Salk researchers and collaborators show how the protein damages cells
By SALK INSTITUTE
Scientists have known for a while that SARS-CoV-2’s distinctive “spike” proteins help the virus infect its host by latching on to healthy cells. Now, a major new study shows that they also play a key role in the disease itself.
The
paper, published on April 30, 2021, in Circulation Research,
also shows conclusively that COVID-19 is a vascular disease, demonstrating
exactly how the SARS-CoV-2 virus damages and attacks the vascular system on a
cellular level. The findings help explain COVID-19’s wide variety of seemingly
unconnected complications, and could open the door for new research into more
effective therapies.
“A lot of people think of it as a respiratory disease, but it’s really a vascular disease,” says Assistant Research Professor Uri Manor, who is co-senior author of the study.
“That could explain why some people have strokes, and why some
people have issues in other parts of the body. The commonality between them is
that they all have vascular underpinnings.”
Salk researchers collaborated with scientists at the University of California San Diego on the paper, including co-first author Jiao Zhang and co-senior author John Shyy, among others.
While the findings themselves aren’t entirely a surprise, the paper provides clear confirmation and a detailed explanation of the mechanism through which the protein damages vascular cells for the first time.
There’s been a growing
consensus that SARS-CoV-2 affects the vascular system, but exactly how it did
so was not understood. Similarly, scientists studying other coronaviruses have
long suspected that the spike protein contributed to damaging vascular
endothelial cells, but this is the first time the process has been documented.
In
the new study, the researchers created a “pseudovirus” that was surrounded by
SARS-CoV-2 classic crown of spike proteins, but did not contain any actual
virus. Exposure to this pseudovirus resulted in damage to the lungs and
arteries of an animal model—proving that the spike protein alone was enough to
cause disease. Tissue samples showed inflammation in endothelial cells lining
the pulmonary artery walls.
The
team then replicated this process in the lab, exposing healthy endothelial
cells (which line arteries) to the spike protein. They showed that the spike
protein damaged the cells by binding ACE2. This binding disrupted ACE2’s
molecular signaling to mitochondria (organelles that generate energy for
cells), causing the mitochondria to become damaged and fragmented.
Previous
studies have shown a similar effect when cells were exposed to the SARS-CoV-2
virus, but this is the first study to show that the damage occurs when cells
are exposed to the spike protein on its own.
“If
you remove the replicating capabilities of the virus, it still has a major
damaging effect on the vascular cells, simply by virtue of its ability to bind
to this ACE2 receptor, the S protein receptor, now famous thanks to COVID,”

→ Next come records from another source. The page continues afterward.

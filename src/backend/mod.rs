//! Compute backend: the host-side objects of a lab.
//!
//! The orchestrator never talks to the virtualization host directly; it goes
//! through [`ComputeBackend`]. [`esx_shell::EsxShellBackend`] drives a real
//! host with `esxcli`/`vim-cmd` over an SSH session, and
//! [`simulated::SimulatedBackend`] keeps the same objects in memory.
//!
//! Implementations must accept concurrent calls for independent objects;
//! lifecycle phases create and power VMs from one worker thread per VM.

pub mod esx_shell;
pub mod simulated;

use crate::session::SessionError;
use serde::Serialize;

pub use esx_shell::EsxShellBackend;
pub use simulated::SimulatedBackend;

/// Virtual hardware version of every lab VM
pub const HW_VERSION: u32 = 8;

/// Ports of a newly created vSwitch
pub const VSWITCH_PORTS: u32 = 128;

#[derive(Debug, thiserror::Error)]
pub enum BackendError {
    #[error("{kind} '{name}' already exists")]
    AlreadyExists { kind: &'static str, name: String },

    #[error("{kind} '{name}' not found")]
    NotFound { kind: &'static str, name: String },

    /// A VM references a port group that is not on the host
    #[error("Critical error! Network {0} is not exists")]
    MissingNetwork(String),

    #[error("timeout waiting for {0}")]
    Timeout(String),

    #[error("host command failed: {0}")]
    Command(String),

    #[error(transparent)]
    Session(#[from] SessionError),
}

impl BackendError {
    pub fn is_critical(&self) -> bool {
        matches!(self, BackendError::MissingNetwork(_))
    }

    pub fn is_already_exists(&self) -> bool {
        matches!(self, BackendError::AlreadyExists { .. })
    }

    pub fn is_not_found(&self) -> bool {
        matches!(self, BackendError::NotFound { .. })
    }

    fn not_found(kind: &'static str, name: &str) -> Self {
        BackendError::NotFound {
            kind,
            name: name.to_string(),
        }
    }

    fn already_exists(kind: &'static str, name: &str) -> Self {
        BackendError::AlreadyExists {
            kind,
            name: name.to_string(),
        }
    }
}

/// Everything needed to create one VM
#[derive(Debug, Clone, PartialEq, Eq, Serialize)]
pub struct VmSpec {
    pub name: String,
    pub datastore: String,
    /// Datastore path of the installation image
    pub iso: Option<String>,
    /// Resource pool name, `/` for the host's root pool
    pub resource_pool: String,
    /// Port groups, one virtual NIC each, in order
    pub networks: Vec<String>,
    pub memory_mb: u64,
    pub cpu_count: u32,
    /// 0 means no disk
    pub disk_kb: u64,
    /// Named pipe backing the first serial port
    pub serial_path: Option<String>,
    pub hw_version: u32,
}

#[derive(Debug, Clone, PartialEq, Eq, Serialize)]
pub struct PortGroupSpec {
    pub name: String,
    pub vswitch: String,
    pub promiscuous: bool,
    pub vlan_id: u16,
}

#[derive(Debug, Clone, Copy, PartialEq, Eq, Serialize)]
pub enum PowerState {
    On,
    Off,
}

pub trait ComputeBackend: Send + Sync {
    /// Re-establish the control connection
    fn reconnect(&self) -> Result<(), BackendError>;

    fn list_vms(&self) -> Result<Vec<String>, BackendError>;

    fn vm_exists(&self, name: &str) -> Result<bool, BackendError> {
        Ok(self.list_vms()?.iter().any(|vm| vm == name))
    }

    /// Fails with [`BackendError::MissingNetwork`] when a network of `spec`
    /// has no port group on the host
    fn create_vm(&self, spec: &VmSpec) -> Result<(), BackendError>;

    /// Powers the VM off first; a missing VM is not an error
    fn destroy_vm(&self, name: &str) -> Result<(), BackendError>;

    /// Returns once the VM reports powered on, or with
    /// [`BackendError::Timeout`]
    fn power_on_vm(&self, name: &str) -> Result<(), BackendError>;

    fn power_off_vm(&self, name: &str) -> Result<(), BackendError>;

    fn reset_vm(&self, name: &str) -> Result<(), BackendError>;

    /// Powers the VM off and disconnects its CD-ROM image
    fn detach_iso(&self, name: &str) -> Result<(), BackendError>;

    fn pool_exists(&self, name: &str) -> Result<bool, BackendError>;

    fn create_pool(&self, name: &str) -> Result<(), BackendError>;

    /// A missing pool is not an error
    fn destroy_pool(&self, name: &str) -> Result<(), BackendError>;

    fn vswitch_exists(&self, name: &str) -> Result<bool, BackendError>;

    fn create_vswitch(&self, name: &str, ports: u32) -> Result<(), BackendError>;

    /// Removes the switch with its port groups; a missing switch is not an error
    fn destroy_vswitch(&self, name: &str) -> Result<(), BackendError>;

    fn portgroup_exists(&self, name: &str) -> Result<bool, BackendError>;

    fn create_portgroup(&self, spec: &PortGroupSpec) -> Result<(), BackendError>;
}

#[cfg(test)]
mod tests {
    use super::*;

    #[test]
    fn test_missing_network_is_critical() {
        let err = BackendError::MissingNetwork("lab_mgmt".into());
        assert!(err.is_critical());
        assert!(err.to_string().starts_with("Critical error!"));
        assert!(!BackendError::not_found("VM", "lab_r1").is_critical());
    }
}
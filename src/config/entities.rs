//! Lab-wide configuration sections.
//!
//! The reserved `ftp`, `esx`, `esx_vcenter` and `settings` sections are
//! validated on their own before any network or VM is built.

use super::schema::{validate, validate_datastore_path, Param, ParamType, Schema, ValidationError};
use serde::{Deserialize, Serialize};
use serde_yaml::Mapping;
use std::fmt;
use std::time::Duration;

/// How the installation image reaches the ESX datastore
#[derive(Debug, Clone, Copy, PartialEq, Eq, Serialize)]
#[serde(rename_all = "lowercase")]
pub enum ImageAccess {
    /// Copied with `scp` from the FTP host into the datastore
    Scp,
    /// Symlinked from an NFS datastore already mounted on the host
    Nfs,
}

impl fmt::Display for ImageAccess {
    fn fmt(&self, f: &mut fmt::Formatter<'_>) -> fmt::Result {
        match self {
            ImageAccess::Scp => f.write_str("scp"),
            ImageAccess::Nfs => f.write_str("nfs"),
        }
    }
}

/// Build server the installation images are fetched from
#[derive(Debug, Clone, Serialize)]
pub struct FtpEndpoint {
    pub ip: String,
    pub user: String,
    #[serde(skip_serializing)]
    pub password: String,
    /// Folder holding the images; always ends with `/`
    pub source_folder: String,
    pub access: ImageAccess,
    /// Datastore path the image is published to, e.g. `[datastore1] lab/vyatta.iso`
    pub target: String,
}

impl FtpEndpoint {
    pub const SCHEMA: Schema = Schema {
        entity: "ftp",
        params: &[
            Param::required("ip", ParamType::Str),
            Param::required("user", ParamType::Str),
            Param::required("password", ParamType::Str),
            Param::required("source_folder", ParamType::Str),
            Param::required("access", ParamType::Str),
            Param::required("target", ParamType::Str),
        ],
    };

    pub fn from_config(raw: &Mapping) -> Result<Self, ValidationError> {
        let v = validate(&Self::SCHEMA, raw)?;

        let access = match v.string("access")?.to_lowercase().as_str() {
            "scp" => ImageAccess::Scp,
            "nfs" => ImageAccess::Nfs,
            other => {
                return Err(ValidationError::InvalidValue {
                    name: "access".into(),
                    value: other.to_string(),
                    reason: "expected 'scp' or 'nfs'".into(),
                })
            }
        };

        let target = v.string("target")?;
        if !target.is_empty() {
            validate_datastore_path(&target)?;
        }

        let mut source_folder = v.string("source_folder")?;
        if !source_folder.ends_with('/') {
            source_folder.push('/');
        }
        if access == ImageAccess::Nfs {
            validate_datastore_path(&source_folder)?;
        }

        Ok(Self {
            ip: v.string("ip")?,
            user: v.string("user")?,
            password: v.string("password")?,
            source_folder,
            access,
            target,
        })
    }
}

/// The ESX host the lab runs on
#[derive(Debug, Clone, Serialize)]
pub struct EsxHost {
    pub ip: String,
    pub user: String,
    /// Host name as known by vCenter
    pub name: String,
    #[serde(skip_serializing)]
    pub password: String,
    pub datastore: String,
}

impl EsxHost {
    pub const SCHEMA: Schema = Schema {
        entity: "esx",
        params: &[
            Param::required("ip", ParamType::Str),
            Param::required("user", ParamType::Str),
            Param::required("name", ParamType::Str),
            Param::required("password", ParamType::Str),
            Param::required("datastore", ParamType::Str),
        ],
    };

    pub fn from_config(raw: &Mapping) -> Result<Self, ValidationError> {
        let v = validate(&Self::SCHEMA, raw)?;
        Ok(Self {
            ip: v.string("ip")?,
            user: v.string("user")?,
            name: v.string("name")?,
            password: v.string("password")?,
            datastore: v.string("datastore")?,
        })
    }
}

/// vCenter (or the host's own management endpoint) used for VM control
#[derive(Debug, Clone, Serialize)]
pub struct ControlPlane {
    pub ip: String,
    pub user: String,
    #[serde(skip_serializing)]
    pub password: String,
    pub datacenter: Option<String>,
}

impl ControlPlane {
    pub const SCHEMA: Schema = Schema {
        entity: "esx_vcenter",
        params: &[
            Param::required("ip", ParamType::Str),
            Param::required("user", ParamType::Str),
            Param::required("password", ParamType::Str),
            Param::optional("datacenter", ParamType::Str),
        ],
    };

    pub fn from_config(raw: &Mapping) -> Result<Self, ValidationError> {
        let v = validate(&Self::SCHEMA, raw)?;
        Ok(Self {
            ip: v.string("ip")?,
            user: v.string("user")?,
            password: v.string("password")?,
            datacenter: v.opt_str("datacenter")?,
        })
    }
}

/// Lab-wide settings
#[derive(Debug, Clone, Serialize)]
pub struct Settings {
    /// Networks every lab gets, even without a `NET.<name>` section
    pub networks: Vec<String>,
    /// Resource pool name, also the prefix of every object on the host
    pub pool_name: String,
}

impl Settings {
    pub const SCHEMA: Schema = Schema {
        entity: "settings",
        params: &[
            Param::list("networks", &[ParamType::Str]),
            Param::required("pool_name", ParamType::Str),
        ],
    };

    pub fn from_config(raw: &Mapping) -> Result<Self, ValidationError> {
        let v = validate(&Self::SCHEMA, raw)?;
        Ok(Self {
            networks: v.str_list("networks")?,
            pool_name: v.string("pool_name")?,
        })
    }
}

/// Timeouts and settle delays used while driving consoles and the host.
///
/// Read from the optional `timeouts` section, e.g.
///
/// ```yaml
/// timeouts:
///   boot: 10m
///   install: 5m
/// ```
#[derive(Debug, Clone, Copy, PartialEq, Eq, Serialize, Deserialize)]
#[serde(default, deny_unknown_fields)]
pub struct Timeouts {
    /// Waiting for a login or shell prompt
    #[serde(with = "humantime_serde")]
    pub login: Duration,
    /// Waiting for the prompt after each configuration command
    #[serde(with = "humantime_serde")]
    pub configure: Duration,
    /// Waiting for a commit to finish
    #[serde(with = "humantime_serde")]
    pub commit: Duration,
    /// Waiting for each step of the image installer
    #[serde(with = "humantime_serde")]
    pub install: Duration,
    /// Waiting for the boot marker on the serial console
    #[serde(with = "humantime_serde")]
    pub boot: Duration,
    /// Copying or linking the installation image
    #[serde(with = "humantime_serde")]
    pub build: Duration,
    /// Pause after attaching to a serial pipe
    #[serde(with = "humantime_serde")]
    pub serial_settle: Duration,
    /// Pause before looking for the boot marker
    #[serde(with = "humantime_serde")]
    pub boot_settle: Duration,
    /// Pause between confirming a reboot and reattaching to the console
    #[serde(with = "humantime_serde")]
    pub reboot_grace: Duration,
    /// How long the backend polls for a power state change
    #[serde(with = "humantime_serde")]
    pub power_poll: Duration,
}

impl Default for Timeouts {
    fn default() -> Self {
        Self {
            login: Duration::from_secs(15),
            configure: Duration::from_secs(90),
            commit: Duration::from_secs(12),
            install: Duration::from_secs(180),
            boot: Duration::from_secs(300),
            build: Duration::from_secs(1500),
            serial_settle: Duration::from_secs(2),
            boot_settle: Duration::from_secs(5),
            reboot_grace: Duration::from_secs(30),
            power_poll: Duration::from_secs(10),
        }
    }
}

impl Timeouts {
    /// No settle delays and short waits; for scripted sessions in tests
    pub fn immediate() -> Self {
        Self {
            login: Duration::from_millis(50),
            configure: Duration::from_millis(50),
            commit: Duration::from_millis(50),
            install: Duration::from_millis(50),
            boot: Duration::from_millis(50),
            build: Duration::from_millis(50),
            serial_settle: Duration::ZERO,
            boot_settle: Duration::ZERO,
            reboot_grace: Duration::ZERO,
            power_poll: Duration::from_millis(50),
        }
    }
}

Manor explains. “Further studies with mutant spike proteins will also provide
new insight towards the infectivity and severity of mutant SARS CoV-2 viruses.”
The
researchers next hope to take a closer look at the mechanism by which the
disrupted ACE2 protein damages mitochondria and causes them to change shape.
Reference:
“SARS-CoV-2 Spike Protein Impairs Endothelial Function via Downregulation of
ACE 2” by Yuyang Lei, Jiao Zhang, Cara R. Schiavon, Ming He, Lili Chen, Hui
Shen, Yichi Zhang, Qian Yin, Yoshitake Cho, Leonardo Andrade, Gerald S. Shadel,
Mark Hepokoski, Ting Lei, Hongliang Wang, Jin Zhang, Jason X.-J. Yuan, Atul
Malhotra, Uri Manor, Shengpeng Wang, Zu-Yi Yuan and John Y-J. Shyy, 31 March
2021, Circulation Research.
DOI:
10.1161/CIRCRESAHA.121.318902
The research was supported by the National Institutes of Health, the National Natural Science Foundation of China, the Shaanxi Natural Science Fund, the National Key Research and Development Program, the First Affiliated Hospital of Xi’an Jiaotong University; and Xi’an Jiaotong University.